In Houndsfleet, behind terraces with house names hung above tiny porches—
Larkrise, The Willows, Freida’s Farm, Greenforest—
lay the pens where London’s Guild of Works kept its armies of pitbeasts, and their curious smell hung in the air. Each morning, a dire circus parade of these animals trundled past the net curtains on dray-pulled wagons. Horny and savage, uniformly blind and scarred, they dribbled trails of shining ordure through the slats of their cages across which Houndsfleet’s prim residents would step as they headed off to go about the business of their many guilds. In physical terms, being a rentman was easy work for me. I hopped across flowerbeds. I ignored the shouts of aggrieved horticulturists and truanting children. I made my peace, through bribes of biscuit and the ends of my boots, with the cowardly and pompous little dogs. At least I wasn’t catching kingrats.
Ah, it’s you …
I was scarcely a face to these people, and I watched the guildsmistresses’ slippers flop into back kitchens and listened for the chime of the broken-spouted teapot where they innocently kept their money. Then back again that evening for those who were out, or pretended to be. The youngest child sent to the doorway. The pause and tinkle and the rumble of drawers in search of what should, should,
should—
if only I hadn’t married the bastard—be there …
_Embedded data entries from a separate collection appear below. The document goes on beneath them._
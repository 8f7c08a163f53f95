//! Execution of one `data` request against a resolved method.

use crate::config::{Method, NameMap, Snapshot};
use crate::error::AppError;
use crate::handlers::serialized::{Ordered, ParameterSerialized};
use crate::service::executor::SqlExecutor;
use crate::service::mapping::RowMapper;
use crate::sql::{execution_batch, from_text};
use serde::Serialize;
use serde_json::{json, Map, Value};
use std::time::{Duration, Instant};

/// Per-phase timings in milliseconds.
#[derive(Debug, Clone, Copy, PartialEq, Serialize)]
pub struct Timings {
    pub open: f64,
    pub exec: f64,
    pub read: f64,
    pub total: f64,
}

fn millis(d: Duration) -> f64 {
    (d.as_secs_f64() * 100_000.0).round() / 100.0
}

#[derive(Debug, Clone, Serialize)]
#[serde(rename_all = "camelCase")]
pub struct ParameterValue {
    pub is_valid: bool,
    pub value: Value,
}

#[derive(Debug, Clone, Serialize)]
#[serde(rename_all = "camelCase")]
pub struct DataMeta {
    pub config_hash: String,
    pub service: String,
    pub method: String,
    #[serde(skip_serializing_if = "Option::is_none")]
    pub deprecated: Option<String>,
    /// Declaration order.
    #[serde(skip_serializing_if = "Ordered::is_empty")]
    pub parameters: Ordered<String, ParameterValue>,
    pub timings: Timings,
}

#[derive(Debug, Clone)]
pub struct DataResult {
    pub rows: Vec<Value>,
    pub meta: DataMeta,
}

pub struct DataService;

impl DataService {
    /// Validate the query string against `method`, run its SQL and shape the rows.
    ///
    /// Query-string keys match parameter names case-insensitively; the first occurrence
    /// of a key wins.
    pub async fn execute(
        executor: &dyn SqlExecutor,
        snapshot: &Snapshot,
        service_name: &str,
        method: &Method,
        query: &[(String, String)],
    ) -> Result<DataResult, AppError> {
        let describe = |errors: &[String]| {
            json!({
                "configHash": snapshot.hash,
                "service": service_name,
                "method": method.name,
                "errors": errors,
            })
        };
        if !method.errors.is_empty() {
            return Err(AppError::BadDescriptor(describe(method.errors.as_slice())));
        }
        let Some(sql) = method.sql() else {
            return Err(AppError::BadDescriptor(describe(&["No query specified".to_string()][..])));
        };
        let Some(connection) = method.connection.as_ref() else {
            return Err(AppError::BadDescriptor(describe(&["No connection specified".to_string()][..])));
        };

        let mut supplied: NameMap<&str> = NameMap::new();
        for (key, value) in query.iter().rev() {
            supplied.insert(key.as_str(), value.as_str());
        }

        let missing: Map<String, Value> = method
            .parameters
            .iter()
            .filter(|(name, p)| !p.optional && !supplied.contains_key(name))
            .map(|(name, p)| {
                let view = serde_json::to_value(ParameterSerialized::from(p)).unwrap_or(Value::Null);
                (name.to_string(), view)
            })
            .collect();
        if !missing.is_empty() {
            return Err(AppError::bad_request_with(
                "Missing required parameters",
                json!({ "parameters": missing }),
            ));
        }

        let mut declarations = Vec::with_capacity(method.parameters.len());
        let mut values = Vec::with_capacity(method.parameters.len());
        let mut parameters = Ordered::default();
        for (name, p) in method.parameters.iter() {
            let value = match supplied.get(name) {
                Some(text) => from_text(p.parameter_type().sql_db_type, text).map_err(|message| {
                    AppError::bad_request_with(
                        "Invalid parameter value",
                        json!({ "parameter": name, "message": message, "attemptedValue": text }),
                    )
                })?,
                None => p.default.clone(),
            };
            parameters.0.push((
                name.to_string(),
                ParameterValue {
                    is_valid: true,
                    value: value.to_json(),
                },
            ));
            declarations.push((p.sql_name.as_str(), p.parameter_type().declared_type()));
            values.push(value);
        }
        let batch = execution_batch(&declarations, sql);

        let start = Instant::now();
        let mut session = executor.open(connection).await?;
        let opened = Instant::now();
        let columns = session.execute(&batch, &values).await?;
        let executed = Instant::now();
        let mapper = RowMapper::new(method.mapping.as_ref(), &columns).map_err(AppError::Internal)?;
        let mut rows = Vec::new();
        while let Some(row) = session.next_row().await? {
            rows.push(mapper.map_row(&row));
        }
        let done = Instant::now();

        let timings = Timings {
            open: millis(opened - start),
            exec: millis(executed - opened),
            read: millis(done - executed),
            total: millis(done - start),
        };
        tracing::debug!(
            service = %service_name,
            method = %method.name,
            sql = %batch,
            rows = rows.len(),
            open_ms = timings.open,
            exec_ms = timings.exec,
            read_ms = timings.read,
            "data request executed"
        );

        Ok(DataResult {
            rows,
            meta: DataMeta {
                config_hash: snapshot.hash.clone(),
                service: service_name.to_string(),
                method: method.name.clone(),
                deprecated: method.deprecated.clone(),
                parameters,
                timings,
            },
        })
    }
}

#[cfg(test)]
mod tests {
    use super::*;

    #[test]
    fn millis_round_to_two_places() {
        assert_eq!(millis(Duration::from_micros(1234)), 1.23);
        assert_eq!(millis(Duration::from_micros(1500)), 1.5);
        assert_eq!(millis(Duration::ZERO), 0.0);
    }
}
I’d come to understand the warning signs of a forthcoming eviction. The slight extra tension in a guildsmistress’s fingers before the last precious shilling was released, the sleek off-meat odour of a bubbling sheep’s head when the rest of the street were tucking into chops. A glance outside along the pebbledash, work-callused hands pushed through hair, then reaching towards me, although often as not at that moment the dog would start barking, the baby crying, the kettle singing, and the dim idea of some other exchange which would put right the columns of their rentbook would remain the ghost of a possibility. These guildswomen offered their bodies like tear-stained parcels of regret, and I scarcely needed my inherent caution to refuse them. Over the years, since my near-priceless encounter with Doreen, I had learnt to take the occasional relief which I needed with cheerful efficiency from the women who openly plied their trade. Money changed hands there, too, but at least there was something straightforward—almost clean, medicinal, hygienic—about those exchanges.

After a non-existent lunch, I reached Sunrise Crescent. There were tight distinctions along these Drives, Gardens, Walks and Avenues, where members of the Copyists’ Guild shared bedroom walls and dustbins with Actuarial Registrars and Lesser Certified Accountants. They all thought that they were above each other, and especially above the sorts of non-guildsmen (they couldn’t bring themselves to think of me as a mart) who made his living collecting rent. So I always noticed the ones who treated me like a human being. For this reason, Master Mather, who’d lived alone at number 19 on Sunrise Crescent before his eviction last winter, had come to my attention.